Entrepreneurship is rooted in sacrifice and requires immeasurable commitment, but the financial rewards are worth it. According to Federal Reserve Board data, in 2019 the median family net worth was $122,000; for self-employed families, it was $380,000. This difference was at the heart of 35-year-old Pittsburgh resident Andrea M. Robinson’s mind when she set out to create Forever Drea Marie, a luxury botanical skincare line. Robinson plans to launch her beauty brand in the second quarter of 2022, but wants to make sure she makes smart financial decisions. Here, Brittney Castro, Certified Financial Planner for Mint, an online budgeting tool, shares the financial strategy that will propel Robinson’s business to short- and long-term success.
Andrea’s financial statistics
Estimated annual pre-tax income: $25,000.
Monthly expenses: $900, including product and marketing costs, plus office space.

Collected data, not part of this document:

//! Profile persistence
//!
//! Opaque key-value storage of the finish-time summary blob. The engine
//! writes it and never reads it back; whatever serves profile pages owns the
//! read path.

use ahash::AHashMap;
use async_trait::async_trait;
use parking_lot::RwLock;

use curata_core::Result;

#[async_trait]
pub trait ProfileStore: Send + Sync {
    async fn load(&self, user_id: &str) -> Result<Option<serde_json::Value>>;
    async fn save(&self, user_id: &str, summary: serde_json::Value) -> Result<()>;
}

/// Process-local profile store, for offline runs and tests.
#[derive(Default)]
pub struct MemoryProfileStore {
    profiles: RwLock<AHashMap<String, serde_json::Value>>,
}

impl MemoryProfileStore {
    #[must_use]
    pub fn new() -> Self {
        Self::default()
    }
}

#[async_trait]
impl ProfileStore for MemoryProfileStore {
    async fn load(&self, user_id: &str) -> Result<Option<serde_json::Value>> {
        Ok(self.profiles.read().get(user_id).cloned())
    }

    async fn save(&self, user_id: &str, summary: serde_json::Value) -> Result<()> {
        self.profiles
            .write()
            .insert(user_id.to_string(), summary);
        Ok(())
    }
}

#[cfg(test)]
mod tests {
    use super::*;

    #[tokio::test]
    async fn test_save_then_load() {
        let store = MemoryProfileStore::new();
        assert!(store.load("u1").await.unwrap().is_none());

        let blob = serde_json::json!({"tasteTest": {"completed": true}});
        store.save("u1", blob.clone()).await.unwrap();
        assert_eq!(store.load("u1").await.unwrap(), Some(blob));
    }
}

Estimated Total Net Worth: $25,000.
Debt: $20,000, including website creation, inventory and photos.
Financial objectives for the company: Double income in the first year, with the hope of generating enough capital to expand into the makeup category.

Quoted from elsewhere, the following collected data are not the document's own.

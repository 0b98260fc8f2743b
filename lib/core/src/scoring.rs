//! Hybrid candidate scoring
//!
//! Combines learned embedding similarity with declared categorical affinity:
//! `score = w1 * similarity + w2 * prior`, where the prior blends color
//! cosine with medium and style Jaccard overlap.

use ordered_float::OrderedFloat;
use serde::{Deserialize, Serialize};

use crate::artwork::ArtworkCandidate;
use crate::preference::PreferenceVectors;
use crate::vector::Vector;

/// Scoring weight policy. `alpha`/`beta`/`gamma` blend the prior's color,
/// medium, and style terms; `w1`/`w2` blend similarity against the prior.
/// Both groups sum to 1 by convention, though nothing enforces it.
#[derive(Debug, Clone, Copy, Serialize, Deserialize, PartialEq)]
pub struct ScoringWeights {
    pub alpha: f32,
    pub beta: f32,
    pub gamma: f32,
    pub w1: f32,
    pub w2: f32,
}

impl Default for ScoringWeights {
    fn default() -> Self {
        Self {
            alpha: 0.3,
            beta: 0.4,
            gamma: 0.3,
            w1: 0.6,
            w2: 0.4,
        }
    }
}

/// Jaccard index over the vectors' positive-support index sets.
///
/// The vectors are read as set-membership indicators, not magnitudes.
/// Defined as 0 when both sets are empty.
#[must_use]
pub fn jaccard_index(a: &Vector, b: &Vector) -> f32 {
    let set_a = a.support();
    let set_b = b.support();
    if set_a.is_empty() && set_b.is_empty() {
        return 0.0;
    }
    let intersection = set_a.intersection(&set_b).count();
    let union = set_a.union(&set_b).count();
    intersection as f32 / union as f32
}

/// Categorical affinity between declared preferences and a candidate.
#[must_use]
pub fn prior_score(
    candidate: &ArtworkCandidate,
    preferences: &PreferenceVectors,
    weights: &ScoringWeights,
) -> f32 {
    let color = preferences.colors.cosine_similarity(&candidate.color_vector);
    let medium = jaccard_index(&preferences.mediums, &candidate.medium_vector);
    let style = jaccard_index(&preferences.styles, &candidate.style_vector);

    weights.alpha * color + weights.beta * medium + weights.gamma * style
}

/// Learned-embedding affinity between the user and a candidate.
#[must_use]
pub fn similarity_score(user_embedding: &Vector, candidate: &ArtworkCandidate) -> f32 {
    user_embedding.cosine_similarity(&candidate.embedding)
}

/// Per-candidate score with its two components. Derived, never persisted
/// independently of the ranking pass that produced it.
#[derive(Debug, Clone, Serialize, Deserialize, PartialEq)]
#[serde(rename_all = "camelCase")]
pub struct ScoreResult {
    pub artwork_id: String,
    pub score: f32,
    pub prior_score: f32,
    pub similarity_score: f32,
}

#[must_use]
pub fn score_candidate(
    candidate: &ArtworkCandidate,
    user_embedding: &Vector,
    preferences: &PreferenceVectors,
    weights: &ScoringWeights,
) -> ScoreResult {
    let prior = prior_score(candidate, preferences, weights);
    let similarity = similarity_score(user_embedding, candidate);

    ScoreResult {
        artwork_id: candidate.id.clone(),
        score: weights.w1 * similarity + weights.w2 * prior,
        prior_score: prior,
        similarity_score: similarity,
    }
}

#[must_use]
pub fn score_pool(
    pool: &[ArtworkCandidate],
    user_embedding: &Vector,
    preferences: &PreferenceVectors,
    weights: &ScoringWeights,
) -> Vec<ScoreResult> {
    pool.iter()
        .map(|candidate| score_candidate(candidate, user_embedding, preferences, weights))
        .collect()
}

/// Order results descending by combined score.
///
/// Equal scores fall back to ascending artwork id. The tiebreak is a local
/// contract, chosen so repeated runs over the same pool produce identical
/// orderings; callers must not rely on any other ordering between ties.
#[must_use]
pub fn rank(mut results: Vec<ScoreResult>) -> Vec<ScoreResult> {
    results.sort_by(|a, b| {
        OrderedFloat(b.score)
            .cmp(&OrderedFloat(a.score))
            .then_with(|| a.artwork_id.cmp(&b.artwork_id))
    });
    results
}

#[cfg(test)]
mod tests {
    use super::*;
    use crate::taxonomy::{Color, Medium, Style};

    fn candidate(id: &str, mediums: Vec<Medium>, styles: Vec<Style>) -> ArtworkCandidate {
        ArtworkCandidate::from_facets(id, format!("{id}_artist"), Vec::new(), mediums, styles)
    }

    #[test]
    fn test_jaccard_empty_sets_is_zero() {
        let a = Vector::zeros(5);
        let b = Vector::zeros(5);
        assert_eq!(jaccard_index(&a, &b), 0.0);
    }

    #[test]
    fn test_jaccard_uses_support_not_magnitude() {
        let a = Vector::new(vec![0.9, 0.0, 0.1]);
        let b = Vector::new(vec![0.1, 0.0, 0.9]);
        assert!((jaccard_index(&a, &b) - 1.0).abs() < 1e-6);

        let c = Vector::new(vec![1.0, 0.0, 0.0]);
        let d = Vector::new(vec![1.0, 1.0, 0.0]);
        assert!((jaccard_index(&c, &d) - 0.5).abs() < 1e-6);
    }

    #[test]
    fn test_pure_similarity_ranking() {
        let mut near = candidate("near", vec![Medium::Painting], vec![Style::Modern]);
        let mut far = candidate("far", vec![Medium::Painting], vec![Style::Modern]);
        near.embedding = Vector::new(vec![1.0, 0.0]);
        far.embedding = Vector::new(vec![0.0, 1.0]);
        let pool = vec![far.clone(), near.clone()];

        let user = Vector::new(vec![1.0, 0.0]);
        let weights = ScoringWeights {
            w1: 1.0,
            w2: 0.0,
            ..ScoringWeights::default()
        };
        let ranked = rank(score_pool(&pool, &user, &PreferenceVectors::empty(), &weights));
        assert_eq!(ranked[0].artwork_id, "near");
        assert!((ranked[0].score - 1.0).abs() < 1e-6);
        assert_eq!(ranked[1].artwork_id, "far");
    }

    #[test]
    fn test_pure_prior_ranking_depends_on_overlap_only() {
        let matching = candidate("match", vec![Medium::Sculpture], vec![Style::Cubist]);
        let other = candidate("other", vec![Medium::Painting], vec![Style::Pop]);
        let pool = vec![other.clone(), matching.clone()];

        // User embedding points straight at "other", but w1 = 0 ignores it.
        let user = other.embedding.clone();
        let preferences = PreferenceVectors::from_selections(
            &[],
            &[Medium::Sculpture],
            &[Style::Cubist],
        );
        let weights = ScoringWeights {
            w1: 0.0,
            w2: 1.0,
            ..ScoringWeights::default()
        };
        let ranked = rank(score_pool(&pool, &user, &preferences, &weights));
        assert_eq!(ranked[0].artwork_id, "match");
        assert_eq!(ranked[0].similarity_score, user.cosine_similarity(&matching.embedding));
    }

    #[test]
    fn test_score_components_recorded() {
        let c = candidate("c", vec![Medium::Painting], vec![Style::Modern]);
        let user = c.embedding.clone();
        let preferences =
            PreferenceVectors::from_selections(&[], &[Medium::Painting], &[Style::Modern]);
        let weights = ScoringWeights::default();

        let result = score_candidate(&c, &user, &preferences, &weights);
        let expected =
            weights.w1 * result.similarity_score + weights.w2 * result.prior_score;
        assert!((result.score - expected).abs() < 1e-6);
        assert!((result.similarity_score - 1.0).abs() < 1e-6);
        // Medium and style overlap are exact; color contributes nothing.
        let expected_prior = weights.beta + weights.gamma;
        assert!((result.prior_score - expected_prior).abs() < 1e-6);
    }

    #[test]
    fn test_rank_ties_break_on_ascending_id() {
        let results = vec![
            ScoreResult {
                artwork_id: "b".into(),
                score: 0.5,
                prior_score: 0.0,
                similarity_score: 0.0,
            },
            ScoreResult {
                artwork_id: "a".into(),
                score: 0.5,
                prior_score: 0.0,
                similarity_score: 0.0,
            },
            ScoreResult {
                artwork_id: "c".into(),
                score: 0.9,
                prior_score: 0.0,
                similarity_score: 0.0,
            },
        ];
        let ranked = rank(results);
        assert_eq!(ranked[0].artwork_id, "c");
        assert_eq!(ranked[1].artwork_id, "a");
        assert_eq!(ranked[2].artwork_id, "b");
    }
}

Decide how you will fund your business
Andrea should first research the beauty market, figure out how much money she needs to start the business – that’s what we call capital. All financial sources (traditional bank loan, angel investors, venture capitalist) have their pros and cons. For example, traditional loans are attractive because you can remain the sole owner of your business, but you usually need to show financial statements and have a good credit score to qualify. Meanwhile, angel investors and venture capitalists are asking you to hold pitch meetings to get people interested in your business idea.
Determine how much capital you need to get started…
Although not all businesses are built equally, one way to understand the basics is to talk to other beauty business owners about the capital they used to start their journey – the website of the Small Business Administration is an excellent resource. Starting a business tends to take more time and money than initially envisioned, so it’s always good to give a buffer.
…While keeping in mind that you will not be profitable at first
Andrea should store as much income as possible. Create a profit-oriented account, accumulating at least 10% of revenue per year, rather than spending it all on business expenses. Andrea should also plan for the possibility of not being able to afford a salary for a few years.
Create a budget
It is important for Andrea to keep not only a business budget, but also a personal budget. It is equally important to consider where other sources of finance for the business might come from, whether it is a loan, family or friends, or personal reserves. She can start by reviewing her personal budget in the Mint app, which includes identifying areas where she might be able to cut spending.
Plan how to repay lenders
If Andrea needs to take on more debt to fund the business, she should create a debt repayment strategy. Start by making the largest debt payments with the highest interest rate first, while paying the minimums on the rest.
This story appears in the May 2022 issue of Marie Claire.